Posted on June 8, 2017
Many clients of ours often have questions about what is an oil and specifically what should be included as an oil in an SPCC Plan. The most common misconception that we hear is that an SPCC only deals with “petroleum-based oils” and everything else is exempt. The following excerpt taken directly from the SPCC Rule found in 40 CFR Part 112 clearly indicates that there are many other types of oil that also need to be included in an SPCC Plan.
Oil means oil of any kind or in any form, including, but not limited to: fats, oils, or greases of animal, fish, or marine mammal origin; vegetable oils, including oils from seeds, nuts, fruits, or kernels; and, other oils and greases, including petroleum, fuel oil, sludge, synthetic oils, mineral oils, oil refuse, or oil mixed with wastes other than dredged spoil.
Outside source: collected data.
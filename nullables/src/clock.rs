//! Nullable clock: deterministic time for testing.

use std::sync::atomic::{AtomicU64, Ordering};

use chainvote_types::{Clock, Timestamp};

/// A deterministic clock for testing.
///
/// Time only advances when you tell it to. Shareable across tasks.
pub struct NullClock {
    current: AtomicU64,
}

impl NullClock {
    pub fn new(initial_secs: u64) -> Self {
        Self {
            current: AtomicU64::new(initial_secs),
        }
    }

    /// Advance time by a number of seconds.
    pub fn advance(&self, secs: u64) {
        self.current.fetch_add(secs, Ordering::SeqCst);
    }

    /// Set the time to a specific value.
    pub fn set(&self, secs: u64) {
        self.current.store(secs, Ordering::SeqCst);
    }
}

impl Default for NullClock {
    fn default() -> Self {
        Self::new(1_700_000_000)
    }
}

impl Clock for NullClock {
    fn now(&self) -> Timestamp {
        Timestamp::new(self.current.load(Ordering::SeqCst))
    }
}
//! Nullable verification API: the Store verifier called in-process.

use std::sync::atomic::{AtomicU32, Ordering};
use std::sync::Arc;

use async_trait::async_trait;
use chainvote_types::{UserId, VerifyStatus, VoteClaim};
use chainvote_verification::VoteVerifier;
use chainvote_wallet::{VerificationApi, VerificationClientError};

/// Routes claims straight into a [`VoteVerifier`] on behalf of one user,
/// skipping HTTP. Can fail the next calls as if the Store were unreachable.
pub struct NullVerificationApi {
    verifier: Arc<VoteVerifier>,
    user: UserId,
    fail_next: AtomicU32,
    calls: AtomicU32,
}

impl NullVerificationApi {
    pub fn new(verifier: Arc<VoteVerifier>, user: UserId) -> Self {
        Self {
            verifier,
            user,
            fail_next: AtomicU32::new(0),
            calls: AtomicU32::new(0),
        }
    }

    /// The next `n` calls fail as unreachable without reaching the verifier.
    pub fn fail_next(&self, n: u32) {
        self.fail_next.store(n, Ordering::SeqCst);
    }

    pub fn calls(&self) -> u32 {
        self.calls.load(Ordering::SeqCst)
    }
}

#[async_trait]
impl VerificationApi for NullVerificationApi {
    async fn verify_vote(&self, claim: &VoteClaim) -> Result<VerifyStatus, VerificationClientError> {
        self.calls.fetch_add(1, Ordering::SeqCst);
        let injected = self
            .fail_next
            .fetch_update(Ordering::SeqCst, Ordering::SeqCst, |n| n.checked_sub(1))
            .is_ok();
        if injected {
            return Err(VerificationClientError::Unreachable(
                "injected store outage".into(),
            ));
        }
        self.verifier
            .verify_vote(&self.user, claim)
            .await
            .map_err(|e| VerificationClientError::Api {
                code: e.code(),
                message: e.to_string(),
            })
    }
}
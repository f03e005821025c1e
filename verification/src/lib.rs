//! Store-side vote verification.
//!
//! A client's claim that it voted is only a hint. [`VoteVerifier`] fetches the
//! receipt from the ledger, re-derives who voted for what, and records the
//! vote under the (user, election) uniqueness guard. A second verification of
//! the same vote answers `duplicate`, never a second record.
//!
//! Claims that fail for transient reasons are parked and re-driven by the
//! [`Reconciler`]. [`ElectionSync`] mirrors election state and tallies from
//! finalized ledger state into the Store.

pub mod error;
pub mod reconciler;
pub mod sync;
pub mod verifier;

pub use error::VerifyError;
pub use reconciler::{ReconcileReport, Reconciler};
pub use sync::ElectionSync;
pub use verifier::VoteVerifier;
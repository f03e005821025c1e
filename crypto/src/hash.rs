//! Blake2b hashing for transactions and addresses.

use blake2::digest::consts::U32;
use blake2::{Blake2b, Digest};

type Blake2b256 = Blake2b<U32>;

/// Compute a 256-bit Blake2b hash of arbitrary data.
pub fn blake2b_256(data: &[u8]) -> [u8; 32] {
    let mut hasher = Blake2b256::new();
    hasher.update(data);
    let result = hasher.finalize();
    let mut output = [0u8; 32];
    output.copy_from_slice(&result);
    output
}

/// Hash multiple byte slices in sequence (avoids concatenation allocation).
pub fn blake2b_256_multi(parts: &[&[u8]]) -> [u8; 32] {
    let mut hasher = Blake2b256::new();
    for part in parts {
        hasher.update(part);
    }
    let result = hasher.finalize();
    let mut output = [0u8; 32];
    output.copy_from_slice(&result);
    output
}
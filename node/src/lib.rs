//! chainvote Store service.
//!
//! The node is the process that owns the Authoritative Store. It:
//! - Opens the LMDB environment and seeds bootstrap accounts
//! - Connects to the ledger over JSON-RPC
//! - Serves the Store HTTP API (vote verification, results, history)
//! - Re-drives parked verification claims in the background
//! - Keeps cached tallies in step with finalized ledger counts

pub mod config;
pub mod error;
pub mod logging;
pub mod metrics;
pub mod node;
pub mod shutdown;

pub use config::{BootstrapUser, NodeConfig};
pub use error::NodeError;
pub use logging::{init_logging, LogFormat};
pub use metrics::NodeMetrics;
pub use node::StoreNode;
pub use shutdown::ShutdownController;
“Oil of any kind or in any form” generally casts a very wide net and includes anything you could possibly think of that is oily. When in doubt, it should probably be included in an SPCC Plan.
We have heard clients say they do not want to include various types of oil because the oil is “not petroleum based”, “natural”, or only “vegetable oil” and other similar type excuses. As you can read directly from the regulation above, it includes oils from nature, vegetable oils, nut oils, petroleum oils, as well as synthetic oils. Believe it or not, butter is considered an oil!
If you wish to verify specifically if a product is considered an oil, the United States Coast Guard maintains a 6-page list of products that are considered oil. Also, be careful because in the very top of this list, they state that “Some substances that have not been considered oils historically may be added to this list in the future if they are determined to have oil-like characteristics.”
Some of the non-petroleum oils that we encounter quite regularly are mineral spirits, mineral oil, turpentine, tall oil, silicone (used in many defoamers), and vegetable oils (used in transformers).
When in doubt, look it up and remember that if it is “oil-like” or creates a sheen on water, then it is probably better to include it in your plan.